• [Records shown]
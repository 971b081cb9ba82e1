//! Configuration for tokens-css.
//!
//! This module provides runtime configuration for the stylesheet emitters.
//! Use [`ConfigBuilder`] at application startup to change the responsive
//! breakpoint or the theme selector attribute; the defaults match the token
//! pipeline's stock output.

use std::sync::OnceLock;

/// Global configuration, initialized via [`ConfigBuilder::init`].
static CONFIG: OnceLock<Config> = OnceLock::new();

/// Runtime configuration for tokens-css.
#[derive(Debug, Clone)]
pub struct Config {
    /// Width at which mobile-like platform type scales take over.
    /// Interpolated into `@media (max-width: ...)`.
    pub mobile_breakpoint: String,
    /// Attribute the theme blocks select on, as `[attr="theme"]`.
    pub theme_attribute: String,
}

impl Default for Config {
    fn default() -> Self {
        Self {
            mobile_breakpoint: "768px".to_string(),
            theme_attribute: "data-theme".to_string(),
        }
    }
}

/// Configuration builder for fluent API.
#[derive(Debug, Clone, Default)]
pub struct ConfigBuilder {
    mobile_breakpoint: Option<String>,
    theme_attribute: Option<String>,
}

impl ConfigBuilder {
    /// Create a new configuration builder.
    pub fn new() -> Self {
        Self::default()
    }

    /// Set the responsive breakpoint width.
    ///
    /// Default: `768px`
    ///
    /// # Example
    ///
    /// ```
    /// use tokens_css::config::ConfigBuilder;
    ///
    /// ConfigBuilder::new()
    ///     .mobile_breakpoint("640px")
    ///     .init();
    /// ```
    pub fn mobile_breakpoint(mut self, width: impl Into<String>) -> Self {
        self.mobile_breakpoint = Some(width.into());
        self
    }

    /// Set the attribute used by theme-scoped selectors.
    ///
    /// Default: `data-theme`
    pub fn theme_attribute(mut self, attribute: impl Into<String>) -> Self {
        self.theme_attribute = Some(attribute.into());
        self
    }

    /// Build and initialize the global configuration.
    ///
    /// This can only be called once. Subsequent calls are ignored.
    /// Returns `true` if configuration was set, `false` if already initialized.
    pub fn init(self) -> bool {
        let defaults = Config::default();
        let config = Config {
            mobile_breakpoint: self.mobile_breakpoint.unwrap_or(defaults.mobile_breakpoint),
            theme_attribute: self.theme_attribute.unwrap_or(defaults.theme_attribute),
        };
        CONFIG.set(config).is_ok()
    }
}

/// Initialize tokens-css with default configuration.
///
/// This is equivalent to `ConfigBuilder::new().init()`.
pub fn init_default() -> bool {
    ConfigBuilder::new().init()
}

/// Get the current configuration, or default if not initialized.
pub fn get() -> &'static Config {
    CONFIG.get_or_init(Config::default)
}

• [Goal of the exercise] Each record above is to be returned verbatim.

• [Result of this exercise]
repository 971b081cb9ba82e1
//! Configuration for tokens-css.
//!
//! This module provides runtime configuration for the stylesheet emitters.
//! Use [`ConfigBuilder`] at application startup to change the responsive
//! breakpoint or the theme selector attribute; the defaults match the token
//! pipeline's stock output.

use std::sync::OnceLock;

/// Global configuration, initialized via [`ConfigBuilder::init`].
static CONFIG: OnceLock<Config> = OnceLock::new();

/// Runtime configuration for tokens-css.
#[derive(Debug, Clone)]
pub struct Config {
    /// Width at which mobile-like platform type scales take over.
    /// Interpolated into `@media (max-width: ...)`.
    pub mobile_breakpoint: String,
    /// Attribute the theme blocks select on, as `[attr="theme"]`.
    pub theme_attribute: String,
}

impl Default for Config {
    fn default() -> Self {
        Self {
            mobile_breakpoint: "768px".to_string(),
            theme_attribute: "data-theme".to_string(),
        }
    }
}

/// Configuration builder for fluent API.
#[derive(Debug, Clone, Default)]
pub struct ConfigBuilder {
    mobile_breakpoint: Option<String>,
    theme_attribute: Option<String>,
}

impl ConfigBuilder {
    /// Create a new configuration builder.
    pub fn new() -> Self {
        Self::default()
    }

    /// Set the responsive breakpoint width.
    ///
    /// Default: `768px`
    ///
    /// # Example
    ///
    /// ```
    /// use tokens_css::config::ConfigBuilder;
    ///
    /// ConfigBuilder::new()
    ///     .mobile_breakpoint("640px")
    ///     .init();
    /// ```
    pub fn mobile_breakpoint(mut self, width: impl Into<String>) -> Self {
        self.mobile_breakpoint = Some(width.into());
        self
    }

    /// Set the attribute used by theme-scoped selectors.
    ///
    /// Default: `data-theme`
    pub fn theme_attribute(mut self, attribute: impl Into<String>) -> Self {
        self.theme_attribute = Some(attribute.into());
        self
    }

    /// Build and initialize the global configuration.
    ///
    /// This can only be called once. Subsequent calls are ignored.
    /// Returns `true` if configuration was set, `false` if already initialized.
    pub fn init(self) -> bool {
        let defaults = Config::default();
        let config = Config {
            mobile_breakpoint: self.mobile_breakpoint.unwrap_or(defaults.mobile_breakpoint),
            theme_attribute: self.theme_attribute.unwrap_or(defaults.theme_attribute),
        };
        CONFIG.set(config).is_ok()
    }
}

/// Initialize tokens-css with default configuration.
///
/// This is equivalent to `ConfigBuilder::new().init()`.
pub fn init_default() -> bool {
    ConfigBuilder::new().init()
}

/// Get the current configuration, or default if not initialized.
pub fn get() -> &'static Config {
    CONFIG.get_or_init(Config::default)
}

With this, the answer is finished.